• Prompt: Quote exactly the lines from the start of the entries to the one with "each before preprocessing.", both ends included.

•••••

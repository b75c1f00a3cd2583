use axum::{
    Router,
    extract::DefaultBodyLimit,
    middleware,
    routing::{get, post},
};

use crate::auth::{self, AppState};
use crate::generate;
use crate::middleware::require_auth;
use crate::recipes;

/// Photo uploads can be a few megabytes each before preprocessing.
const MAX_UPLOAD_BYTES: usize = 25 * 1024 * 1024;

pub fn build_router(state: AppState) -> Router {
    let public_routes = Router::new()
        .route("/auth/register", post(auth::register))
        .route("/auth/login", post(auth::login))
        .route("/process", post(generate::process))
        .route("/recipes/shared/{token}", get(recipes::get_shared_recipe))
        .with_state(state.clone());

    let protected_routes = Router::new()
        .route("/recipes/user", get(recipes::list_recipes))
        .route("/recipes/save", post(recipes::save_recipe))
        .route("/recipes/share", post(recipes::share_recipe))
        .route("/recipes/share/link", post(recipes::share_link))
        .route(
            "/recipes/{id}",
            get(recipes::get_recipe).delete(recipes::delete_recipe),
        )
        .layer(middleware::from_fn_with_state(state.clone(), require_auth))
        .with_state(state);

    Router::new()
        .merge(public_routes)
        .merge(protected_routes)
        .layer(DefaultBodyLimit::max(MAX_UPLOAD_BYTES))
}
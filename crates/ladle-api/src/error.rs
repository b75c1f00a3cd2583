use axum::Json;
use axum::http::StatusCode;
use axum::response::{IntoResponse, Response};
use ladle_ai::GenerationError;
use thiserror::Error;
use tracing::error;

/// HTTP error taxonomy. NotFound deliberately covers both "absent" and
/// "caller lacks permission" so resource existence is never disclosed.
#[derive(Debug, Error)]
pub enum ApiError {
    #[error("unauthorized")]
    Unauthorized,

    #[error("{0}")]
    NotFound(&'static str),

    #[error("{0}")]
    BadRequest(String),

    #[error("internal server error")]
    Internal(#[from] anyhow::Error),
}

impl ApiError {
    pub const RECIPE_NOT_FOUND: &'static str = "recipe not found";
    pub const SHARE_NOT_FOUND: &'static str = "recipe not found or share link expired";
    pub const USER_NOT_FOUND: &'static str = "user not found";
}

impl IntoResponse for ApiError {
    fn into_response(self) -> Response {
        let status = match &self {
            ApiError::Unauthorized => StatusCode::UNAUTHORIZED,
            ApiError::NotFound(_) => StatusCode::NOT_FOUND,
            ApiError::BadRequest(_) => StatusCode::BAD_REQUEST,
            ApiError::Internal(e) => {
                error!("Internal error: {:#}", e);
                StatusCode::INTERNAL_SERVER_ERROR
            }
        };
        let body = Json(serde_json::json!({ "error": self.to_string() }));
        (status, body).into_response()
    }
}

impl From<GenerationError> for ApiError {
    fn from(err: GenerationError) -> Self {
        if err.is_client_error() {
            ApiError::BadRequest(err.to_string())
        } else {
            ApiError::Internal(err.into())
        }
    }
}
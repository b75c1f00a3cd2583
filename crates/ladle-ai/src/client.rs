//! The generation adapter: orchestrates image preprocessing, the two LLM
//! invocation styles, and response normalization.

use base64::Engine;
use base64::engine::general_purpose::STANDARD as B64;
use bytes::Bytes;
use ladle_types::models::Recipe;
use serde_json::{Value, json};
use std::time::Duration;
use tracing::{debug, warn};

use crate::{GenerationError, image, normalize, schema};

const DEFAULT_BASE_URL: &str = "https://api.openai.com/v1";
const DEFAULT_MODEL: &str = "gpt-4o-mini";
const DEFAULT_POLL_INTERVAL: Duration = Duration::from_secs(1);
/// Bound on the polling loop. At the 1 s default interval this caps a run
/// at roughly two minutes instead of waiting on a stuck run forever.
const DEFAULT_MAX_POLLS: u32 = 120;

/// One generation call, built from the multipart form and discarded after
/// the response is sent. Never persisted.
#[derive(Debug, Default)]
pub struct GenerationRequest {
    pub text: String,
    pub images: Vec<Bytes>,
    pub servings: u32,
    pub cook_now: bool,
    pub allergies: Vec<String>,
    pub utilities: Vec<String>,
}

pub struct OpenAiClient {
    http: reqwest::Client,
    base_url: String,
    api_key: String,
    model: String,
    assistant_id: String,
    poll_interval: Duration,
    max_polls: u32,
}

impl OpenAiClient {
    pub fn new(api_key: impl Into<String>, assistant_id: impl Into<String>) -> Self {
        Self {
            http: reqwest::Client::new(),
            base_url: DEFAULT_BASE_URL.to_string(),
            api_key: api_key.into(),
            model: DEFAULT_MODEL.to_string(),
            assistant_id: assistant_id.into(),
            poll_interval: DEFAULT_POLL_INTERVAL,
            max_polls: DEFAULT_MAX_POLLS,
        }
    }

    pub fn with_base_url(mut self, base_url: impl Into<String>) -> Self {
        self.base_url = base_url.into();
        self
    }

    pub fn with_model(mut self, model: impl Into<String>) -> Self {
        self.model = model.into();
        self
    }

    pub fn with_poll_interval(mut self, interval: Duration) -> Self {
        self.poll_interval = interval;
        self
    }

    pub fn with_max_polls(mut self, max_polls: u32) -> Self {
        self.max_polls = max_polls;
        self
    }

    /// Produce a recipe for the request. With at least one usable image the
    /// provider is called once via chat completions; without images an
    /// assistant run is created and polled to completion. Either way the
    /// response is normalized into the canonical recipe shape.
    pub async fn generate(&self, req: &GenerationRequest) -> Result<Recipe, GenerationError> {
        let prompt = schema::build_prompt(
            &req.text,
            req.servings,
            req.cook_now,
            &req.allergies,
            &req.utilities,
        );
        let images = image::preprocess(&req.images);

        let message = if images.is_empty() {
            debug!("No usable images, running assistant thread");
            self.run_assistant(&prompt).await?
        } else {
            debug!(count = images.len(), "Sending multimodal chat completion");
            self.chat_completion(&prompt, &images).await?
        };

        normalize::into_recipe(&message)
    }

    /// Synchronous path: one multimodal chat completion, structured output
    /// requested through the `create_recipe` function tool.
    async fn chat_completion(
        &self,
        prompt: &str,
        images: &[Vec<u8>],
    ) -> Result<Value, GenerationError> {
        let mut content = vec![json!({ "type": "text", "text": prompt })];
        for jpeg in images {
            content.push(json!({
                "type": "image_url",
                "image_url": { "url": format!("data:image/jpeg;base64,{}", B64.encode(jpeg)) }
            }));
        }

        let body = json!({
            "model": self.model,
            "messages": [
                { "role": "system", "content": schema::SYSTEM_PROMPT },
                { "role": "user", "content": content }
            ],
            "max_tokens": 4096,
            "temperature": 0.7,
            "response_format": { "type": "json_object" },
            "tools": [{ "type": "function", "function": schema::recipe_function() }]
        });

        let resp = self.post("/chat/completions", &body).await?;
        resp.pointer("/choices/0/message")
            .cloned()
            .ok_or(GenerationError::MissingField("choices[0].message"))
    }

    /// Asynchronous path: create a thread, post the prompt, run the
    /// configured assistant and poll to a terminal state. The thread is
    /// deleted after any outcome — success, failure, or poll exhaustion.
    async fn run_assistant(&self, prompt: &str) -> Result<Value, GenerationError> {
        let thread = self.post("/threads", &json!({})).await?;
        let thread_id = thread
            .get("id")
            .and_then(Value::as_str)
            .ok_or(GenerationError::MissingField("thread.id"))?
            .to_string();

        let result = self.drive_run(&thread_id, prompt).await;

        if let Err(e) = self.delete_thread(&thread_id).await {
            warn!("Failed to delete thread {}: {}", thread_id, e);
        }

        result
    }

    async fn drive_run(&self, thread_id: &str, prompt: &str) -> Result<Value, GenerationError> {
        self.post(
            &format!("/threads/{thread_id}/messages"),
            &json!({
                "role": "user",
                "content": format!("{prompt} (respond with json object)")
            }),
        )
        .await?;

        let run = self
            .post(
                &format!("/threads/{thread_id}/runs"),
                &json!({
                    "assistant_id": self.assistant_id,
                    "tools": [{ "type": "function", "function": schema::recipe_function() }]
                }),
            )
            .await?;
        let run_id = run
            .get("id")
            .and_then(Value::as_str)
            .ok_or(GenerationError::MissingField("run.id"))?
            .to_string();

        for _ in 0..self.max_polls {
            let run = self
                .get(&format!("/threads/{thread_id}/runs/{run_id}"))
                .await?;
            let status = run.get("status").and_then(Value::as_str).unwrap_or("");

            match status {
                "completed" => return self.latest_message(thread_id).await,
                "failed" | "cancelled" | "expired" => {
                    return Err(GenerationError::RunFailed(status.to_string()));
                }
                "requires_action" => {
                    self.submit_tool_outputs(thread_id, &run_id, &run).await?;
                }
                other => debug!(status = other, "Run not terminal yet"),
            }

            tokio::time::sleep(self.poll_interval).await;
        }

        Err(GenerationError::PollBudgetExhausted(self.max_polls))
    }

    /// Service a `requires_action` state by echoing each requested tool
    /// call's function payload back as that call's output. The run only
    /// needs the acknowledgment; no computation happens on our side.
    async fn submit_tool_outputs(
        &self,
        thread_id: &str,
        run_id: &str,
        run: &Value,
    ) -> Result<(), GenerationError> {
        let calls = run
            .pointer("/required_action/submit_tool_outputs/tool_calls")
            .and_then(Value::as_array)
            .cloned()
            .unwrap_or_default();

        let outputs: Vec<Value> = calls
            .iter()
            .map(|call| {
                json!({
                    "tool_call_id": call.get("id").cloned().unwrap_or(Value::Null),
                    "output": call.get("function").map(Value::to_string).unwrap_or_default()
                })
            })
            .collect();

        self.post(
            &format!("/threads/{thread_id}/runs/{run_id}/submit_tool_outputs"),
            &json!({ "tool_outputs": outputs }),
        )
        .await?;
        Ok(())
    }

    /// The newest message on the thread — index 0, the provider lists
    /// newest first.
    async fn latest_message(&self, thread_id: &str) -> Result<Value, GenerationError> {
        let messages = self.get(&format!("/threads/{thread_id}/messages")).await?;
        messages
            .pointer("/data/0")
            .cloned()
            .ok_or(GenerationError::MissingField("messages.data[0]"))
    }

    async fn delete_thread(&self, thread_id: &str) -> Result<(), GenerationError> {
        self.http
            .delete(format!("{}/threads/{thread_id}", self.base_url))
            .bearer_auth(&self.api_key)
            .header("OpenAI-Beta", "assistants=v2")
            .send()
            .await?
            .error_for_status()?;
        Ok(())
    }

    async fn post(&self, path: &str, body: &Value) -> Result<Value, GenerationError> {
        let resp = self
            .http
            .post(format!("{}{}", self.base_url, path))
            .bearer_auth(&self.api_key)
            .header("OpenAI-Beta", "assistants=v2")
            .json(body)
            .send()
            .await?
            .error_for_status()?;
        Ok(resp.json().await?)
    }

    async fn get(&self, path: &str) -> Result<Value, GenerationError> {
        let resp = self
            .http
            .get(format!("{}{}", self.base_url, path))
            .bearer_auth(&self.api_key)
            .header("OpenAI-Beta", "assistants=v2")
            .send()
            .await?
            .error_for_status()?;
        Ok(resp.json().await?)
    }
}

•••••

• Response below:
repository b75c1f00a3cd2583
use axum::{
    Router,
    extract::DefaultBodyLimit,
    middleware,
    routing::{get, post},
};

use crate::auth::{self, AppState};
use crate::generate;
use crate::middleware::require_auth;
use crate::recipes;

/// Photo uploads can be a few megabytes each before preprocessing.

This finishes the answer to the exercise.